> **Required work**
In the listing below, find the line containing "pub mod table;" and the line containing "doc_count / live_keys". Repeat exactly those two lines and every line between them, nothing more.

> **Supplied entries**
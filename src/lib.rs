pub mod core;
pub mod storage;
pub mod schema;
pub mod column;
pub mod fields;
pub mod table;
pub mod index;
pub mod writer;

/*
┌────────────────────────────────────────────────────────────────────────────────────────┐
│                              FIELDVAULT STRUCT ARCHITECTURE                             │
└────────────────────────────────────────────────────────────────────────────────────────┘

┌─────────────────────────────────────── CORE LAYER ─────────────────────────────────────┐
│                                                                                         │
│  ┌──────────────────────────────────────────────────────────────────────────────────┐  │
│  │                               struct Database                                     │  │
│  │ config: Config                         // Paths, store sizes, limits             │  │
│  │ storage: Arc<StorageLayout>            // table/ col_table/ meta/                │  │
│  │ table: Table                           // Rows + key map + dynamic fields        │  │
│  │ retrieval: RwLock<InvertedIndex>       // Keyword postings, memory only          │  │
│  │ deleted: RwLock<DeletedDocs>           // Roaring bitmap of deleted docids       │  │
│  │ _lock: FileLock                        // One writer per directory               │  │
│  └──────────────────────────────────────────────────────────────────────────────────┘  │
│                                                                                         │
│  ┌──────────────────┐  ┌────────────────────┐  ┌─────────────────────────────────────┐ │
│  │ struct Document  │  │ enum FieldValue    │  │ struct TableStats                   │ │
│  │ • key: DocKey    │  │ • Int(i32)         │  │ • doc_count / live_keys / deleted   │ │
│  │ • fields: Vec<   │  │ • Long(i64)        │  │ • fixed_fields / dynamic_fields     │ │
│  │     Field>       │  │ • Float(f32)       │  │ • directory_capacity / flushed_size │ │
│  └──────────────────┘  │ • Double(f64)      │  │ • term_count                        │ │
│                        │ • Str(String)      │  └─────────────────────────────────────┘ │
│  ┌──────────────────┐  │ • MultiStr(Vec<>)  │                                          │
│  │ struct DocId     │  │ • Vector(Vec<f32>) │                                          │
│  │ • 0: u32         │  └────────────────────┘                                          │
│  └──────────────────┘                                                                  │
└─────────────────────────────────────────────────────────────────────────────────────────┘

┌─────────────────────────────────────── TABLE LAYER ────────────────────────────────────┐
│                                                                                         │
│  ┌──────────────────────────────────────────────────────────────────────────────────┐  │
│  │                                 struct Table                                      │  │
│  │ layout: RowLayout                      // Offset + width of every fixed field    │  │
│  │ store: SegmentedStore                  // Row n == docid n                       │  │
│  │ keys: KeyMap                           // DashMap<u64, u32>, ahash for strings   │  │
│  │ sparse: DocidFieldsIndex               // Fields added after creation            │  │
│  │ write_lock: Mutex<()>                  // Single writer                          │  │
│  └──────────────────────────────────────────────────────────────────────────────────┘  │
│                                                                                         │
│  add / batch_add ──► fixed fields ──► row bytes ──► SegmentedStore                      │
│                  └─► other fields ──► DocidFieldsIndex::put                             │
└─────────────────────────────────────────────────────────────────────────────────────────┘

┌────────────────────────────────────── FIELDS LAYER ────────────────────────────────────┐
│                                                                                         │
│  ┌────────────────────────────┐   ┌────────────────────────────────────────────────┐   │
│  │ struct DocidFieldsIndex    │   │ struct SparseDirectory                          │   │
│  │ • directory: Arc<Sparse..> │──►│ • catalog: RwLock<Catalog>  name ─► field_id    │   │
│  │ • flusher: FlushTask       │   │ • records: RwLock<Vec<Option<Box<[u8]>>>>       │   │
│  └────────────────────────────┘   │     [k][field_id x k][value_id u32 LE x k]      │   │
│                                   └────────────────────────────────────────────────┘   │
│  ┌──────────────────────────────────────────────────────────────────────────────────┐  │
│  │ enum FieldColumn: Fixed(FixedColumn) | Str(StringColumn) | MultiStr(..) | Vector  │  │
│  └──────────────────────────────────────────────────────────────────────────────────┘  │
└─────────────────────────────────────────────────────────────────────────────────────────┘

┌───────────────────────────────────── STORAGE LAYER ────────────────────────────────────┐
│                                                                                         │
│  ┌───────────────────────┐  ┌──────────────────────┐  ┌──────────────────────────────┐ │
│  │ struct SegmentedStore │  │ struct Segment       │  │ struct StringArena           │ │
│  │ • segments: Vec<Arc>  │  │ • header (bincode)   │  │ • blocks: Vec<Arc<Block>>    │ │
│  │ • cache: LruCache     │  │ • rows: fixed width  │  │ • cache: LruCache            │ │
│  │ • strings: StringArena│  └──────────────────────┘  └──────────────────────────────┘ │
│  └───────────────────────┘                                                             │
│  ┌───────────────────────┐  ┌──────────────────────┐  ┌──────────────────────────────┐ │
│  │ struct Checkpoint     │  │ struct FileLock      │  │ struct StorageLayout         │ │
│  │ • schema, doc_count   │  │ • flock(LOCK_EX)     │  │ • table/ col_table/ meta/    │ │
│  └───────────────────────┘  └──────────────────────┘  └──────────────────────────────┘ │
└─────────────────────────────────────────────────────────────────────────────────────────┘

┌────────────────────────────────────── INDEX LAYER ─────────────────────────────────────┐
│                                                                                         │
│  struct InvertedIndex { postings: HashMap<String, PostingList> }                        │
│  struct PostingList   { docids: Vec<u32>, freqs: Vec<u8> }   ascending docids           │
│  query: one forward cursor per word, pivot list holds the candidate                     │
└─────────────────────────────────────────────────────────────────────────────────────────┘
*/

==

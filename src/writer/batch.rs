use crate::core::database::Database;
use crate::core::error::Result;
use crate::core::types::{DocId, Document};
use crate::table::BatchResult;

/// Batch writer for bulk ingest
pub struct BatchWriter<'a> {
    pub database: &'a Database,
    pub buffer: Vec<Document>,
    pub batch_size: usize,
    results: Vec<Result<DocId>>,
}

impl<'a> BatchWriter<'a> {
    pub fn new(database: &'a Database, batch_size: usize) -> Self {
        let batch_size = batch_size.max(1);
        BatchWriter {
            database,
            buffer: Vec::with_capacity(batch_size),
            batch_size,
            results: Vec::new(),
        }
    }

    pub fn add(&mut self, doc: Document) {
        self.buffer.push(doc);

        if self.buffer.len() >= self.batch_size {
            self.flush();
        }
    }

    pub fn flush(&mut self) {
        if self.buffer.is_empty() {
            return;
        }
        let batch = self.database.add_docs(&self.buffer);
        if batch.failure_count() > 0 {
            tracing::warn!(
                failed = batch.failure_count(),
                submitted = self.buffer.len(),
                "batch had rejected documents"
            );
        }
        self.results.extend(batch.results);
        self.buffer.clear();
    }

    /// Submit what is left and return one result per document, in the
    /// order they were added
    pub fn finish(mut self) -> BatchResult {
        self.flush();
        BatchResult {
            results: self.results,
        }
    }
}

> **Answer section**
pub mod table;
pub mod index;
pub mod writer;

/*
┌────────────────────────────────────────────────────────────────────────────────────────┐
│                              FIELDVAULT STRUCT ARCHITECTURE                             │
└────────────────────────────────────────────────────────────────────────────────────────┘

┌─────────────────────────────────────── CORE LAYER ─────────────────────────────────────┐
│                                                                                         │
│  ┌──────────────────────────────────────────────────────────────────────────────────┐  │
│  │                               struct Database                                     │  │
│  │ config: Config                         // Paths, store sizes, limits             │  │
│  │ storage: Arc<StorageLayout>            // table/ col_table/ meta/                │  │
│  │ table: Table                           // Rows + key map + dynamic fields        │  │
│  │ retrieval: RwLock<InvertedIndex>       // Keyword postings, memory only          │  │
│  │ deleted: RwLock<DeletedDocs>           // Roaring bitmap of deleted docids       │  │
│  │ _lock: FileLock                        // One writer per directory               │  │
│  └──────────────────────────────────────────────────────────────────────────────────┘  │
│                                                                                         │
│  ┌──────────────────┐  ┌────────────────────┐  ┌─────────────────────────────────────┐ │
│  │ struct Document  │  │ enum FieldValue    │  │ struct TableStats                   │ │
│  │ • key: DocKey    │  │ • Int(i32)         │  │ • doc_count / live_keys / deleted   │ │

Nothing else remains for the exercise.